* Supplied data *
--

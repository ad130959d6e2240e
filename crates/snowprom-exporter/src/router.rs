//! Axum router wiring.

use axum::{routing::get, Router};

use crate::{app_state::AppState, ops};

pub fn build_router(state: AppState) -> Router {
    Router::new()
        .route("/metrics", get(ops::metrics))
        .route("/healthz", get(ops::healthz))
        .with_state(state)
}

--

* Exercise objective *
Restate the data above exactly, keeping each word as it stands.

* Exercise response *
repository ad130959d6e2240e
filename crates/snowprom-exporter/src/router.rs
//! Axum router wiring.

use axum::{routing::get, Router};

use crate::{app_state::AppState, ops};

pub fn build_router(state: AppState) -> Router {
    Router::new()
        .route("/metrics", get(ops::metrics))
        .route("/healthz", get(ops::healthz))
        .with_state(state)
}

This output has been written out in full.